A contrario, la mesure semble réjouir la droite : « Nous sommes méprisés », dénonce Jean-Raymond Hugonet, qui torpille « le suicide actuel de la capitale sous couvert de nouveauté ». « Je suis un banlieusard et nous sommes méprisés », déplore le sénateur, qui estime que « la population de la deuxième couronne n’en peut plus ».

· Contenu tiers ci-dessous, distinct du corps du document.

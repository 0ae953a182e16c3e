#![deny(missing_docs)]

//! # Validate Command
//!
//! Validates one interaction fixture against a contract and renders the report.

use std::fs;
use std::path::{Path, PathBuf};

use cdd_validator::whitelist::{message_has_key, Whitelist};
use cdd_validator::{
    Contract, InteractionValidator, InteractionValidatorBuilder, LevelResolver, ValidationReport,
};
use tracing::info;

use crate::error::{CliError, CliResult};
use crate::fixture::InteractionFixture;

/// Options shared by every command that loads a contract.
#[derive(clap::Args, Debug, Clone)]
pub struct ContractArgs {
    /// Path to the OpenAPI 3.x contract (YAML or JSON).
    #[clap(long, env = "CDD_CONTRACT", default_value = "docs/openapi.yaml")]
    pub contract: PathBuf,

    /// Base path to strip instead of the one derived from `servers`.
    #[clap(long)]
    pub base_path: Option<String>,

    /// Treat a trailing slash as significant.
    #[clap(long)]
    pub strict_paths: bool,
}

impl ContractArgs {
    /// Loads the contract and starts a validator configuration from it.
    pub fn builder(&self) -> CliResult<InteractionValidatorBuilder> {
        let contract = load_contract(&self.contract)?;
        let mut builder = InteractionValidator::builder(contract)
            .with_strict_path_matching(self.strict_paths);
        if let Some(base_path) = &self.base_path {
            builder = builder.with_base_path(base_path.clone());
        }
        Ok(builder)
    }
}

/// Report rendering.
#[derive(Copy, Clone, Debug, PartialEq, Eq, clap::ValueEnum)]
pub enum OutputFormat {
    /// One line per finding.
    Text,
    /// The serialized report.
    Json,
}

/// Arguments for the validate command.
#[derive(clap::Args, Debug, Clone)]
pub struct ValidateArgs {
    /// Contract options.
    #[clap(flatten)]
    pub contract: ContractArgs,

    /// Interaction fixture (YAML or JSON).
    #[clap(long, short)]
    pub interaction: PathBuf,

    /// Level configuration (YAML with `defaultLevel` and `levels`).
    #[clap(long)]
    pub levels: Option<PathBuf>,

    /// Message key to ignore. Repeatable.
    #[clap(long = "ignore", value_name = "KEY")]
    pub ignore: Vec<String>,

    /// Reject object properties the schemas do not declare.
    #[clap(long)]
    pub additional_properties: bool,

    /// Output format.
    #[clap(long, value_enum, default_value = "text")]
    pub format: OutputFormat,
}

/// Reads a contract file. JSON documents are parsed as YAML.
pub fn load_contract(path: &Path) -> CliResult<Contract> {
    if !path.exists() {
        return Err(CliError::General(format!(
            "Contract file not found: {:?}",
            path
        )));
    }
    let content = fs::read_to_string(path)?;
    let contract = match path.extension().and_then(|e| e.to_str()) {
        Some("json") => Contract::from_json(&content)?,
        _ => Contract::from_yaml(&content)?,
    };
    info!(path = %path.display(), version = contract.version(), "Loaded contract");
    Ok(contract)
}

/// Validates the fixture and returns the classified report.
pub fn execute(args: &ValidateArgs) -> CliResult<ValidationReport> {
    let mut builder = args
        .contract
        .builder()?
        .with_additional_properties_enforced(args.additional_properties);

    if let Some(levels) = &args.levels {
        let content = fs::read_to_string(levels)?;
        builder = builder.with_level_resolver(LevelResolver::from_yaml(&content)?);
    }
    if !args.ignore.is_empty() {
        let whitelist = args.ignore.iter().fold(Whitelist::new(), |whitelist, key| {
            whitelist.with_rule(format!("--ignore {}", key), message_has_key(key.clone()))
        });
        builder = builder.with_whitelist(whitelist);
    }
    let validator = builder.build()?;

    let fixture = InteractionFixture::load(&args.interaction)?;
    let request = fixture.to_request()?;
    let report = match fixture.to_response()? {
        Some(response) => validator.validate(&request, &response),
        None => validator.validate_request(&request),
    };
    info!(
        messages = report.messages().len(),
        has_errors = report.has_errors(),
        "Validated interaction"
    );
    Ok(report)
}

/// Renders a report for the terminal or for tooling.
pub fn render(report: &ValidationReport, format: OutputFormat) -> CliResult<String> {
    match format {
        OutputFormat::Text => Ok(report.to_string()),
        OutputFormat::Json => serde_json::to_string_pretty(report)
            .map_err(|e| CliError::General(format!("Failed to serialize report: {}", e))),
    }
}

#[cfg(test)]
mod tests {
    use super::*;
    use cdd_validator::Level;
    use pretty_assertions::assert_eq;
    use tempfile::tempdir;

    const CONTRACT: &str = r#"
openapi: 3.1.0
info: {title: T, version: 1.0}
servers:
  - url: /api
paths:
  /pets/{id}:
    get:
      operationId: getPet
      parameters:
        - name: id
          in: path
          required: true
          schema: { type: integer }
      responses:
        '200':
          description: OK
          content:
            application/json:
              schema:
                type: object
                required: [name]
                properties:
                  name: { type: string }
"#;

    fn args(dir: &Path, fixture: &str) -> ValidateArgs {
        let contract = dir.join("openapi.yaml");
        let interaction = dir.join("interaction.yaml");
        fs::write(&contract, CONTRACT).unwrap();
        fs::write(&interaction, fixture).unwrap();
        ValidateArgs {
            contract: ContractArgs {
                contract,
                base_path: None,
                strict_paths: false,
            },
            interaction,
            levels: None,
            ignore: Vec::new(),
            additional_properties: false,
            format: OutputFormat::Text,
        }
    }

    const GOOD: &str = r#"
request: {method: GET, path: /api/pets/1}
response:
  status: 200
  headers: {Content-Type: application/json}
  body: {name: Rex, extra: true}
"#;

    const BAD: &str = r#"
request: {method: GET, path: /api/pets/rex}
response:
  status: 200
  headers: {Content-Type: application/json}
  body: {}
"#;

    #[test]
    fn test_valid_interaction() {
        let dir = tempdir().unwrap();
        let report = execute(&args(dir.path(), GOOD)).unwrap();
        assert!(report.is_empty());
        assert_eq!(
            render(&report, OutputFormat::Text).unwrap(),
            "No validation errors."
        );
    }

    #[test]
    fn test_invalid_interaction() {
        let dir = tempdir().unwrap();
        let report = execute(&args(dir.path(), BAD)).unwrap();
        let keys: Vec<&str> = report.messages().iter().map(|m| m.key()).collect();
        assert_eq!(
            keys,
            vec![
                "validation.request.parameter.schema.type",
                "validation.response.body.schema.required"
            ]
        );
        assert!(report.has_errors());

        let rendered = render(&report, OutputFormat::Json).unwrap();
        let json: serde_json::Value = serde_json::from_str(&rendered).unwrap();
        assert_eq!(json["messages"][0]["context"]["parameter"], "id");
    }

    #[test]
    fn test_additional_properties_flag() {
        let dir = tempdir().unwrap();
        let mut args = args(dir.path(), GOOD);
        args.additional_properties = true;
        let report = execute(&args).unwrap();
        assert_eq!(
            report.messages()[0].key(),
            "validation.response.body.schema.additionalProperties"
        );
    }

    #[test]
    fn test_levels_and_ignore() {
        let dir = tempdir().unwrap();
        let levels = dir.path().join("levels.yaml");
        fs::write(&levels, "levels:\n  validation.response: WARN\n").unwrap();

        let mut args = args(dir.path(), BAD);
        args.levels = Some(levels);
        args.ignore = vec!["validation.request.parameter.schema.type".to_string()];

        let report = execute(&args).unwrap();
        let levels: Vec<Level> = report.messages().iter().map(|m| m.level()).collect();
        assert_eq!(levels, vec![Level::Ignore, Level::Warn]);
        assert!(!report.has_errors());
        assert_eq!(
            report.messages()[0]
                .context()
                .unwrap()
                .applied_whitelist_rule(),
            Some("--ignore validation.request.parameter.schema.type")
        );
    }

    #[test]
    fn test_missing_contract() {
        let dir = tempdir().unwrap();
        let mut args = args(dir.path(), GOOD);
        args.contract.contract = dir.path().join("missing.yaml");
        assert!(matches!(execute(&args), Err(CliError::General(_))));
    }

    #[test]
    fn test_swagger_contract_is_rejected() {
        let dir = tempdir().unwrap();
        let path = dir.path().join("swagger.json");
        fs::write(&path, r#"{"swagger": "2.0", "paths": {}}"#).unwrap();
        assert!(matches!(load_contract(&path), Err(CliError::Core(_))));
    }
}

Conseiller de Paris, Rémi Féraud est également revenu sur deux autres mesures touchant la capitale, à savoir la suppression de la métropole du Grand Paris, ainsi que la mise en place d’élections directes. Sur la première mesure, le sénateur de la capitale pointe un « constat d’échec magistral » pour Emmanuel Macron. « En 2017, il annonçait une dynamique, depuis il n’a rien fait », déplore-t-il. Les critiques se font également acerbes sur la deuxième mesure : « Cela ne s’est jamais passé depuis des décennies », observe-t-il, dénonçant au passage « un très grand risque pour les Parisiens de voir la proximité remis en cause ». « En plus, je pense que cette proposition est inconstitutionnelle », assure-t-il. « Ce rapport, c’est la Foir’Fouille, qui montre une absence totale de prise en compte de ce qu’est la décentralisation », ironise-t-il.

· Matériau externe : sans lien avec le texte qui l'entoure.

#![deny(missing_docs)]

//! # Interaction Fixtures
//!
//! A fixture is a YAML (or JSON) file describing one exchange:
//!
//! ```yaml
//! request:
//!   method: POST
//!   path: /api/v3/pets?dryRun=true
//!   headers:
//!     Content-Type: application/json
//!     X-Tags: [a, b]
//!   body:
//!     name: Rex
//! response:
//!   status: 201
//!   headers:
//!     Content-Type: application/json
//!   body: '{"id": 1, "name": "Rex"}'
//! ```
//!
//! A string body is sent verbatim; any other body is serialized to JSON.
//! `response` is optional.

use crate::error::{CliError, CliResult};
use cdd_validator::{Method, Request, Response};
use indexmap::IndexMap;
use serde::Deserialize;
use std::path::Path;

/// A parsed fixture file.
#[derive(Debug, Clone, Deserialize)]
#[serde(deny_unknown_fields)]
pub struct InteractionFixture {
    /// The request side.
    pub request: RequestFixture,
    /// The response side, when one should be validated.
    #[serde(default)]
    pub response: Option<ResponseFixture>,
}

/// The request side of a fixture.
#[derive(Debug, Clone, Deserialize)]
#[serde(deny_unknown_fields)]
pub struct RequestFixture {
    /// HTTP method, any case.
    pub method: String,
    /// Path, optionally with a query string.
    pub path: String,
    /// Header name -> value(s).
    #[serde(default)]
    pub headers: IndexMap<String, OneOrMany>,
    /// Extra query parameters, appended after those in `path`.
    #[serde(default)]
    pub query: IndexMap<String, OneOrMany>,
    /// Payload.
    #[serde(default)]
    pub body: Option<serde_yaml::Value>,
}

/// The response side of a fixture.
#[derive(Debug, Clone, Deserialize)]
#[serde(deny_unknown_fields)]
pub struct ResponseFixture {
    /// Status code.
    pub status: u16,
    /// Header name -> value(s).
    #[serde(default)]
    pub headers: IndexMap<String, OneOrMany>,
    /// Payload.
    #[serde(default)]
    pub body: Option<serde_yaml::Value>,
}

/// A single scalar or a list of scalars.
#[derive(Debug, Clone, Deserialize)]
#[serde(untagged)]
pub enum OneOrMany {
    /// `X-Header: [a, b]`
    Many(Vec<serde_yaml::Value>),
    /// `X-Header: value`
    One(serde_yaml::Value),
}

impl OneOrMany {
    fn values(&self) -> CliResult<Vec<String>> {
        match self {
            OneOrMany::Many(items) => items.iter().map(scalar_text).collect(),
            OneOrMany::One(value) => scalar_text(value).map(|v| vec![v]),
        }
    }
}

fn scalar_text(value: &serde_yaml::Value) -> CliResult<String> {
    match value {
        serde_yaml::Value::String(s) => Ok(s.clone()),
        serde_yaml::Value::Number(n) => Ok(n.to_string()),
        serde_yaml::Value::Bool(b) => Ok(b.to_string()),
        other => Err(CliError::Fixture(format!(
            "Header and query values must be scalars, found {:?}",
            other
        ))),
    }
}

fn body_text(body: &serde_yaml::Value) -> CliResult<String> {
    match body {
        serde_yaml::Value::String(s) => Ok(s.clone()),
        other => serde_json::to_string(other)
            .map_err(|e| CliError::Fixture(format!("Failed to encode body as JSON: {}", e))),
    }
}

impl InteractionFixture {
    /// Parses fixture text. JSON fixtures are accepted as YAML.
    pub fn parse(content: &str) -> CliResult<Self> {
        serde_yaml::from_str(content)
            .map_err(|e| CliError::Fixture(format!("Failed to parse interaction: {}", e)))
    }

    /// Reads and parses a fixture file.
    pub fn load(path: &Path) -> CliResult<Self> {
        let content = std::fs::read_to_string(path)?;
        Self::parse(&content)
    }

    /// Builds the core request.
    pub fn to_request(&self) -> CliResult<Request> {
        let fixture = &self.request;
        let method: Method = fixture
            .method
            .to_ascii_uppercase()
            .parse()
            .map_err(|e| CliError::Fixture(format!("{}", e)))?;

        let mut builder = Request::builder(method, fixture.path.clone());
        for (name, value) in &fixture.headers {
            for v in value.values()? {
                builder = builder.with_header(name.clone(), v);
            }
        }
        for (name, value) in &fixture.query {
            for v in value.values()? {
                builder = builder.with_query_param(name.clone(), v);
            }
        }
        if let Some(body) = &fixture.body {
            builder = builder.with_body(body_text(body)?);
        }
        Ok(builder.build())
    }

    /// Builds the core response, if the fixture has one.
    pub fn to_response(&self) -> CliResult<Option<Response>> {
        let Some(fixture) = &self.response else {
            return Ok(None);
        };
        let mut builder = Response::builder(fixture.status);
        for (name, value) in &fixture.headers {
            for v in value.values()? {
                builder = builder.with_header(name.clone(), v);
            }
        }
        if let Some(body) = &fixture.body {
            builder = builder.with_body(body_text(body)?);
        }
        Ok(Some(builder.build()))
    }
}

Un certain consensus sur le retour du conseiller territorial

Néanmoins, certains points du rapport s’avèrent plus consensuels, à l’image du retour du conseiller territorial, voté sous Nicolas Sarkozy, mais abrogé en 2013 par la majorité socialiste. Ce conseiller devait remplacer les conseillers généraux et régionaux, afin de développer un interlocuteur unique, susceptible de faire le lien entre l’échelon départemental et l’échelon régional. « Ces nouveaux élus, moins nombreux mais avec une légitimité et une visibilité renforcées, siégeront au sein de l’organe délibérant de chacune de ces deux collectivités. Ils seront ainsi porteurs d’une vision à la fois départementale et régionale du développement des territoires », soulignait le Conseil des ministres du 21 octobre 2009.

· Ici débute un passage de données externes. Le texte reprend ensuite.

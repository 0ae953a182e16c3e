#![deny(missing_docs)]

//! # Contract Shims
//!
//! Generic structures acting as an Intermediate Deserialization Layer.
//! These structs map directly to the OpenAPI 3.x objects the validator reads;
//! everything else in the document is ignored.
//!
//! Schemas are kept as raw `serde_json::Value` so they can be rewritten for
//! validation. Objects that may be replaced by a `$ref` use `utoipa`'s `RefOr`.
//!
//! Note: shims must be deserialized with `serde_yaml` (which also reads JSON).
//! `RefOr` is an untagged enum, and buffering numbers through
//! `serde_json`'s `arbitrary_precision` representation corrupts them.
//! Path items and responses are first read as `serde_yaml::Value` so that
//! extension keys and integer status codes can be handled.

use indexmap::IndexMap;
use serde::de::Error as DeError;
use serde::{Deserialize, Deserializer};
use serde_json::Value;
use utoipa::openapi::RefOr;

/// A Security Requirement Object: scheme name -> scopes.
pub type ShimSecurityRequirement = IndexMap<String, Vec<String>>;

/// Schema for the root document.
#[derive(Debug, Clone, Deserialize)]
pub struct ShimOpenApi {
    /// OpenAPI version (e.g. "3.0.3").
    #[serde(default, deserialize_with = "deserialize_scalar")]
    pub openapi: Option<String>,

    /// Swagger version (e.g. "2.0"), read only to reject legacy documents.
    #[serde(default, deserialize_with = "deserialize_scalar")]
    pub swagger: Option<String>,

    /// Server configuration.
    #[serde(default)]
    pub servers: Vec<ShimServer>,

    /// Path items, in document order.
    #[serde(default)]
    pub paths: ShimPaths,

    /// Components section used for reference resolution.
    #[serde(default)]
    pub components: Option<ShimComponents>,

    /// Global security requirements.
    #[serde(default)]
    pub security: Option<Vec<ShimSecurityRequirement>>,
}

/// Represents the Paths Object, dropping specification extensions.
#[derive(Debug, Clone, Default)]
pub struct ShimPaths {
    /// Parsed path items keyed by path template, in document order.
    pub items: IndexMap<String, ShimPathItem>,
}

impl<'de> Deserialize<'de> for ShimPaths {
    fn deserialize<D>(deserializer: D) -> Result<Self, D::Error>
    where
        D: Deserializer<'de>,
    {
        let raw = IndexMap::<String, serde_yaml::Value>::deserialize(deserializer)?;
        let mut items = IndexMap::new();

        for (key, value) in raw {
            if key.starts_with("x-") {
                continue;
            }
            let item: ShimPathItem = serde_yaml::from_value(value).map_err(|e| {
                DeError::custom(format!("Failed to parse path item '{}': {}", key, e))
            })?;
            items.insert(key, item);
        }

        Ok(Self { items })
    }
}

/// A Server Object.
#[derive(Debug, Clone, Deserialize)]
pub struct ShimServer {
    /// Server URL, possibly templated with `{variables}`.
    pub url: Option<String>,
    /// Variable substitutions for the URL template.
    #[serde(default)]
    pub variables: IndexMap<String, ShimServerVariable>,
}

/// A Server Variable Object.
#[derive(Debug, Clone, Deserialize)]
pub struct ShimServerVariable {
    /// Default substitution value.
    #[serde(default, deserialize_with = "deserialize_scalar")]
    pub default: Option<String>,
    /// Allowed values.
    #[serde(rename = "enum")]
    pub enum_values: Option<Vec<serde_yaml::Value>>,
}

/// A Path Item Object.
#[derive(Debug, Clone, Default, Deserialize)]
pub struct ShimPathItem {
    /// Reference to a reusable path item.
    #[serde(rename = "$ref")]
    pub ref_path: Option<String>,
    /// Parameters shared by every operation on this path.
    #[serde(default)]
    pub parameters: Vec<RefOr<ShimParameter>>,
    /// `GET` operation.
    pub get: Option<ShimOperation>,
    /// `PUT` operation.
    pub put: Option<ShimOperation>,
    /// `POST` operation.
    pub post: Option<ShimOperation>,
    /// `DELETE` operation.
    pub delete: Option<ShimOperation>,
    /// `OPTIONS` operation.
    pub options: Option<ShimOperation>,
    /// `HEAD` operation.
    pub head: Option<ShimOperation>,
    /// `PATCH` operation.
    pub patch: Option<ShimOperation>,
    /// `TRACE` operation.
    pub trace: Option<ShimOperation>,
}

/// An Operation Object.
#[derive(Debug, Clone, Default, Deserialize)]
pub struct ShimOperation {
    /// Unique operation identifier.
    #[serde(rename = "operationId")]
    pub operation_id: Option<String>,
    /// Tags.
    #[serde(default)]
    pub tags: Vec<String>,
    /// Operation-level parameters (override path-level ones).
    #[serde(default)]
    pub parameters: Vec<RefOr<ShimParameter>>,
    /// Request body.
    #[serde(rename = "requestBody")]
    pub request_body: Option<RefOr<ShimRequestBody>>,
    /// Responses keyed by status code, status range (`4XX`) or `default`.
    #[serde(default, deserialize_with = "deserialize_responses")]
    pub responses: IndexMap<String, RefOr<ShimResponse>>,
    /// Security requirements overriding the global ones.
    pub security: Option<Vec<ShimSecurityRequirement>>,
    /// Whether the operation is deprecated.
    #[serde(default)]
    pub deprecated: bool,
}

/// A Parameter Object.
#[derive(Debug, Clone, Deserialize)]
pub struct ShimParameter {
    /// Parameter name.
    pub name: String,
    /// Location (path, query, header, cookie).
    #[serde(rename = "in")]
    pub parameter_in: String,
    /// Whether the parameter is required.
    #[serde(default)]
    pub required: bool,
    /// Schema definition.
    pub schema: Option<Value>,
    /// Content map, mutually exclusive with `schema`.
    pub content: Option<IndexMap<String, ShimMediaType>>,
    /// Serialization style.
    pub style: Option<String>,
    /// Explode modifier.
    pub explode: Option<bool>,
}

/// A Request Body Object.
#[derive(Debug, Clone, Default, Deserialize)]
pub struct ShimRequestBody {
    /// Media type -> schema.
    #[serde(default)]
    pub content: IndexMap<String, ShimMediaType>,
    /// Whether a body must be sent.
    #[serde(default)]
    pub required: bool,
}

/// A Media Type Object.
#[derive(Debug, Clone, Default, Deserialize)]
pub struct ShimMediaType {
    /// Schema for payloads of this media type.
    pub schema: Option<Value>,
}

/// A Response Object.
#[derive(Debug, Clone, Default, Deserialize)]
pub struct ShimResponse {
    /// Description.
    pub description: Option<String>,
    /// Response headers.
    #[serde(default)]
    pub headers: IndexMap<String, RefOr<ShimHeader>>,
    /// Media type -> schema.
    #[serde(default)]
    pub content: IndexMap<String, ShimMediaType>,
}

/// A Header Object.
#[derive(Debug, Clone, Default, Deserialize)]
pub struct ShimHeader {
    /// Whether the header must be present.
    #[serde(default)]
    pub required: bool,
    /// Schema definition.
    pub schema: Option<Value>,
    /// Content map, mutually exclusive with `schema`.
    pub content: Option<IndexMap<String, ShimMediaType>>,
}

/// Components object holding reusable definitions.
#[derive(Debug, Clone, Default, Deserialize)]
pub struct ShimComponents {
    /// Named schemas, reachable through `#/components/schemas/{name}`.
    #[serde(default)]
    pub schemas: IndexMap<String, Value>,
    /// Reusable parameters.
    #[serde(default)]
    pub parameters: IndexMap<String, RefOr<ShimParameter>>,
    /// Reusable request bodies.
    #[serde(rename = "requestBodies", default)]
    pub request_bodies: IndexMap<String, RefOr<ShimRequestBody>>,
    /// Reusable responses.
    #[serde(default)]
    pub responses: IndexMap<String, RefOr<ShimResponse>>,
    /// Reusable headers.
    #[serde(default)]
    pub headers: IndexMap<String, RefOr<ShimHeader>>,
    /// Security schemes.
    #[serde(rename = "securitySchemes", default)]
    pub security_schemes: IndexMap<String, ShimSecurityScheme>,
}

/// Strict definition of Security Schemes.
#[derive(Debug, Clone, PartialEq, Deserialize)]
#[serde(tag = "type")]
pub enum ShimSecurityScheme {
    /// API Key.
    #[serde(rename = "apiKey")]
    ApiKey(ShimApiKey),
    /// HTTP Authentication (Basic, Bearer).
    #[serde(rename = "http")]
    Http(ShimHttpAuth),
    /// OAuth2.
    #[serde(rename = "oauth2")]
    OAuth2(ShimOpaqueScheme),
    /// OpenID Connect.
    #[serde(rename = "openIdConnect")]
    OpenIdConnect(ShimOpaqueScheme),
    /// Mutual TLS.
    #[serde(rename = "mutualTLS")]
    MutualTls(ShimOpaqueScheme),
}

/// API Key definition.
#[derive(Debug, Clone, PartialEq, Deserialize)]
pub struct ShimApiKey {
    /// Parameter name (header/query/cookie name).
    pub name: String,
    /// Location (query, header, cookie).
    #[serde(rename = "in")]
    pub in_loc: String,
}

/// HTTP Authentication definition.
#[derive(Debug, Clone, PartialEq, Deserialize)]
pub struct ShimHttpAuth {
    /// Scheme name (basic, bearer, ...).
    pub scheme: String,
    /// Bearer token format hint.
    #[serde(rename = "bearerFormat")]
    pub bearer_format: Option<String>,
}

/// A scheme whose details the validator does not inspect.
#[derive(Debug, Clone, PartialEq, Deserialize)]
pub struct ShimOpaqueScheme {
    /// Description.
    pub description: Option<String>,
}

/// Responses keys may be written as bare integers in YAML (`200:`).
fn deserialize_responses<'de, D>(
    deserializer: D,
) -> Result<IndexMap<String, RefOr<ShimResponse>>, D::Error>
where
    D: Deserializer<'de>,
{
    let raw = IndexMap::<serde_yaml::Value, serde_yaml::Value>::deserialize(deserializer)?;
    let mut responses = IndexMap::new();

    for (key, value) in raw {
        let key = scalar_to_string(&key)
            .ok_or_else(|| DeError::custom("Response keys must be scalars"))?;
        if key.starts_with("x-") {
            continue;
        }
        let response = serde_yaml::from_value(value).map_err(|e| {
            DeError::custom(format!("Failed to parse response '{}': {}", key, e))
        })?;
        responses.insert(key, response);
    }

    Ok(responses)
}

/// Accepts unquoted scalars (`openapi: 3.1`, `default: 1.1`) as strings.
fn deserialize_scalar<'de, D>(deserializer: D) -> Result<Option<String>, D::Error>
where
    D: Deserializer<'de>,
{
    let raw = Option::<serde_yaml::Value>::deserialize(deserializer)?;
    Ok(raw.as_ref().and_then(scalar_to_string))
}

fn scalar_to_string(value: &serde_yaml::Value) -> Option<String> {
    match value {
        serde_yaml::Value::String(s) => Some(s.clone()),
        serde_yaml::Value::Number(n) => Some(n.to_string()),
        serde_yaml::Value::Bool(b) => Some(b.to_string()),
        _ => None,
    }
}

« Nous avons besoin d’éclaircissements », tempère Daniel Salmon, qui juge cependant que l’ « on peut pousser la réflexion dès lors qu’on a une bonne représentation des territoires ». Sans surprise, la droite, qui avait porté la réforme, se veut plus enthousiaste. « Il est logique que les politiques régionales puissent être discutées au niveau départemental, pour voir comment sont appliqués et applicables les textes et les compétences en fonction des territoires », remarque pour sa part Laurent Somon (LR). « Quand on parle du millefeuille, on parle de réduire le nombre d’élus », déduit-il. Une « excellente nouvelle », se félicite Jean-Raymond Hugonet (app. LR), qui déplore le fait qu’il y ait « trop de strates », et des « grandes régions qui ne ressemblent à rien ».

Autre point de satisfaction des sénateurs, le relèvement des indemnités des élus, pour les communes de moins de 20 000 habitants. Une demande de longue date de la majorité sénatoriale, qui satisfait également à gauche. « Clairement, un certain nombre d’élus dans les petites communes sont sous-indemnisés », pointe Daniel Salmon, qui explique que « de nombreuses heures sont prises sur un temps qui n’est pas consacré au travail ». « Au sein du groupe écologiste, nous avons proposé une dotation spécifique pour les indemnités », rappelle-t-il.

Reste à savoir les suites qui seront donnés à ce rapport, et les pistes qui seront retenues par le gouvernement, pour cette énième potentielle réforme territoriale.